We can see in the process’ in-memory strings there are a few signatures such as TEQUILABOOMBOOM and servicesec.exe itself. If we then Google for “TEQUILABOOMBOOM servicesec.exe malware” we immediately get hits on Emotet Banking Trojan and prior research which describes this exact behavior such as Trend Micro’s analysis and Bromium’s analysis, describing the polymorphic files. Essentially, there is indeed a new executable created with every Emotet infection which prevents any blacklisting-based detection from catching the Trojan, as well as continuously changes the malware’s hashes. This is what was causing tons of hashes to enter our database. Interestingly, if we examine these droppers in PEiD, RDG, or DIE Packer detectors, we are told that the files are not packed. This is because this malware implements its own custom-made packer and therefore does not match any commercially-available packer signatures and goes undetected. The telltale sign that the programs were packed was the lack of imports and useful strings being displayed by PE Studio though. Below is a shot of RDG and DIE both failing to detect Emotet’s custom packing:

Packer detectors do not detect Emotet
DIE and RDG fail to detect Emotet’s customer packer

 

Rather than spend a very long time trying to reverse-engineer Emotet’s custom packer in order to extra the malware, luckily, thanks to process dumping tools like Process Hacker, Process Explorer, or even a debugger, we can skip that step and access the malware anyway. This is a useful technique that malware researchers can use to expedite analysis and it will work on packers which do not use a virtual machine protection.
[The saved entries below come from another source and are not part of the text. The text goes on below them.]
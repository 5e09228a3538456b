//! Overlay transitions and the page-scroll lock that follows them.
//!
//! Every change to `app.overlay` goes through [`set_overlay`], which is the
//! only place the scroll lock is engaged or released. That keeps the lock
//! engaged exactly while an overlay is open, whatever path closed it.

use tokio::sync::mpsc;

use crate::logic::comments::CommentTicket;
use crate::logic::posts::PostRequest;
use crate::state::{AppState, Draft, DraftEdit, NewPost, Overlay, Post, PostPatch};

/// What: Replace the active overlay and keep the scroll lock in step.
///
/// Inputs:
/// - `app`: Application state.
/// - `next`: Overlay to show (`Overlay::None` closes).
///
/// Output:
/// - None.
///
/// Details:
/// - Closed to open pins the current list offset; open to closed restores it.
/// - Open to open (switching overlays) keeps the original pin.
/// - Leaving a detail overlay invalidates any comment fetch still in flight.
pub fn set_overlay(app: &mut AppState, next: Overlay) {
    let was_open = !app.overlay.is_none();
    let from = app.overlay.kind();
    app.overlay = next;
    let now_open = !app.overlay.is_none();

    if !matches!(app.overlay, Overlay::Detail { .. }) {
        app.comments.invalidate();
    }

    if now_open && !was_open {
        app.scroll_lock.engage(app.list_state.offset());
    } else if was_open
        && !now_open
        && let Some(offset) = app.scroll_lock.release()
    {
        *app.list_state.offset_mut() = offset;
    }
    tracing::debug!(from, to = app.overlay.kind(), "overlay changed");
}

/// Open an empty create form.
pub fn open_create(app: &mut AppState) {
    set_overlay(
        app,
        Overlay::Create {
            draft: Draft::default(),
        },
    );
}

/// What: Open the detail overlay and request the post's comments.
///
/// Inputs:
/// - `app`: Application state.
/// - `post`: Post to show.
/// - `comments_tx`: Comments worker request channel.
///
/// Output:
/// - None.
///
/// Details:
/// - A new activation ticket is taken for every open, so results from a
///   previous detail view are discarded on arrival.
pub fn open_detail(app: &mut AppState, post: Post, comments_tx: &mpsc::UnboundedSender<CommentTicket>) {
    let post_id = post.id;
    set_overlay(app, Overlay::Detail { post, scroll: 0 });
    let ticket = app.comments.begin(post_id);
    if comments_tx.send(ticket).is_err() {
        tracing::error!(post_id, "comments worker is gone");
        let _ = app.comments.accept(ticket, Ok(Vec::new()));
    }
}

/// Open the edit form pre-filled from `post`.
pub fn open_edit(app: &mut AppState, post: Post) {
    let draft = Draft::from_post(&post);
    set_overlay(app, Overlay::Edit { post, draft });
}

/// Close whatever overlay is open.
pub fn close(app: &mut AppState) {
    set_overlay(app, Overlay::None);
}

/// What: Apply an edit to the open form's draft.
///
/// Inputs:
/// - `app`: Application state.
/// - `edit`: Change to apply.
///
/// Output:
/// - `true` when a form was open and took the edit.
///
/// Details:
/// - Ignored while the form is waiting for the server.
pub fn update_draft(app: &mut AppState, edit: DraftEdit) -> bool {
    let Some(draft) = app.overlay.draft_mut() else {
        return false;
    };
    if draft.submitting {
        return false;
    }
    match edit {
        DraftEdit::Insert(ch) => draft.focused_mut().push(ch),
        DraftEdit::Backspace => {
            let _ = draft.focused_mut().pop();
        }
        DraftEdit::SetTitle(title) => draft.title = title,
        DraftEdit::SetBody(body) => draft.body = body,
        DraftEdit::NextField => draft.field = draft.field.next(),
    }
    true
}

/// What: Submit the open create or edit form.
///
/// Inputs:
/// - `app`: Application state.
/// - `tx`: Posts worker request channel.
///
/// Output:
/// - `true` when a request was queued.
///
/// Details:
/// - The overlay stays open until the outcome arrives; the draft is marked
///   as submitting so a second submit cannot be sent meanwhile.
/// - New posts belong to the filtered user, or the configured default owner.
pub fn submit(app: &mut AppState, tx: &mpsc::UnboundedSender<PostRequest>) -> bool {
    let request = match &app.overlay {
        Overlay::Create { draft } if !draft.submitting => PostRequest::Create(NewPost {
            user_id: app.criterion.user_id().unwrap_or(app.default_user_id),
            title: draft.title.clone(),
            body: draft.body.clone(),
        }),
        Overlay::Edit { post, draft } if !draft.submitting => PostRequest::Update {
            id: post.id,
            patch: PostPatch::text(draft.title.clone(), draft.body.clone()),
        },
        _ => return false,
    };
    let label = request.label();
    if tx.send(request).is_err() {
        tracing::error!(request = label, "posts worker is gone; cannot submit");
        app.show_toast("Post service is not running");
        return false;
    }
    if let Some(draft) = app.overlay.draft_mut() {
        draft.submitting = true;
    }
    tracing::info!(request = label, "form submitted");
    true
}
As aforementioned, Emotet is a banking Trojan which means that its goal is to listen to a victim’s keystrokes and browser activity, looking for when a user browsers a site like https://wellsfargo.com or https://www.bankofamerica.com/ , and then steal the victim’s login credentials, sending them to the criminal’s server so that they can steal the victim’s money. Banking Trojans observe network and browser activity, take screenshots, and log the victim’s keystrokes in order to accomplish this.

This Trojan highlights the strength of PC Matic SuperShield because while a polymorphic malware like Emotet can avoid standard AV detection, it actually triggers SuperShield’s whitelisting technology because it continuously generates new files which are all automatically blocked by default.